U067785.pdf (55.62 MB)
The cause of magnetic disturbances in the earth's ionosphere.
thesisposted on 2015-11-19, 09:18 authored by John Robert. Taylor
This thesis studies the phenomenon of the magnetic storm, which is a global disturbance of the Earth's magnetic field and is defined in this thesis as an interval during which the Dst index falls below -50 nT for four consecutive hours. Storms are classified as either storm sudden commencements (SSCs; all storms which are initiated by a sudden impulse recorded by ground magnetometer stations) and storm gradual commencements (SGCs; all other storms). A superposed epoch analysis of solar wind plasma, interplanetary magnetic field (IMF) and magnetic indices AL, Kp and Dst has been undertaken for 538 storms identified between 1963 and 1991. The superposed epoch signature of the interplanetary medium during SSCs is similar to the signature of coronal mass ejections, whereas the corresponding superposed epoch signature of SGCs is similar to the signature of a high speed/ low speed coronal stream interface. A statistical study on the occurrence of the 538 identified storms has also been undertaken.

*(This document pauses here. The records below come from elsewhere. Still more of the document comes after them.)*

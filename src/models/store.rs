use chrono::{DateTime, Utc};
use garde::Validate;
use serde::{Deserialize, Serialize};
use tokio_postgres::Row;
use uuid::Uuid;

use crate::persistence::{Entity, RepoError, Value, column};

/// A tenant: every catalog entity hangs off exactly one store.
#[derive(Clone, Debug, Serialize, Deserialize)]
pub struct Store {
    pub id: Uuid,
    pub name: String,
    pub user_id: Uuid,
    pub created_at: DateTime<Utc>,
    pub updated_at: Option<DateTime<Utc>>,
}

impl Store {
    pub fn new(name: &str, user_id: Uuid) -> Self {
        Self {
            id: Uuid::new_v4(),
            name: name.trim().to_string(),
            user_id,
            created_at: Utc::now(),
            updated_at: None,
        }
    }

    pub fn is_owned_by(&self, user_id: Uuid) -> bool {
        self.user_id == user_id
    }
}

impl Entity for Store {
    const TABLE: &'static str = "stores";
    const COLUMNS: &'static [&'static str] = &["id", "name", "user_id", "created_at", "updated_at"];

    fn id(&self) -> Uuid {
        self.id
    }

    fn values(&self) -> Vec<Value> {
        vec![
            self.id.into(),
            self.name.clone().into(),
            self.user_id.into(),
            self.created_at.into(),
            self.updated_at.into(),
        ]
    }

    fn from_row(row: &Row) -> Result<Self, RepoError> {
        Ok(Store {
            id: column(row, "id")?,
            name: column(row, "name")?,
            user_id: column(row, "user_id")?,
            created_at: column(row, "created_at")?,
            updated_at: column(row, "updated_at")?,
        })
    }
}

#[derive(Deserialize, Debug, Validate)]
pub struct StorePayload {
    #[garde(length(min = 1, max = 255))]
    pub name: String,
}

#[derive(Serialize, Debug)]
#[serde(rename_all = "camelCase")]
pub struct CreateStoreResponse {
    pub store_id: Uuid,
}

#[derive(Serialize, Debug)]
#[serde(rename_all = "camelCase")]
pub struct StoreResponse {
    pub id: Uuid,
    pub name: String,
    pub created_at: DateTime<Utc>,
}

impl From<Store> for StoreResponse {
    fn from(store: Store) -> Self {
        Self {
            id: store.id,
            name: store.name,
            created_at: store.created_at,
        }
    }
}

The previously observed semi-annual variation in the occurrence of magnetic storms is shown to apply to SGC events only. Universal time (UT) variations in the onset times of SGCs have been observed. A UT variation has also been observed in the time-of-peak activity in the A m and Dst indices during storms. A case study of the ionospheric convection during the magnetic storm of March 20-21, 1990 has been undertaken. The response time of the ionospheric convection to changes of the IMF at the magnetopause associated with the SSC was a factor of two quicker than previous observations under normal solar wind conditions. A latitudinal dependence in the convection response time was also observed. Reconfigurations of the nightside convection pattern in response to substorm expansion phase onsets were observed implying that the nightside convection pattern can be dominated by substorm activity.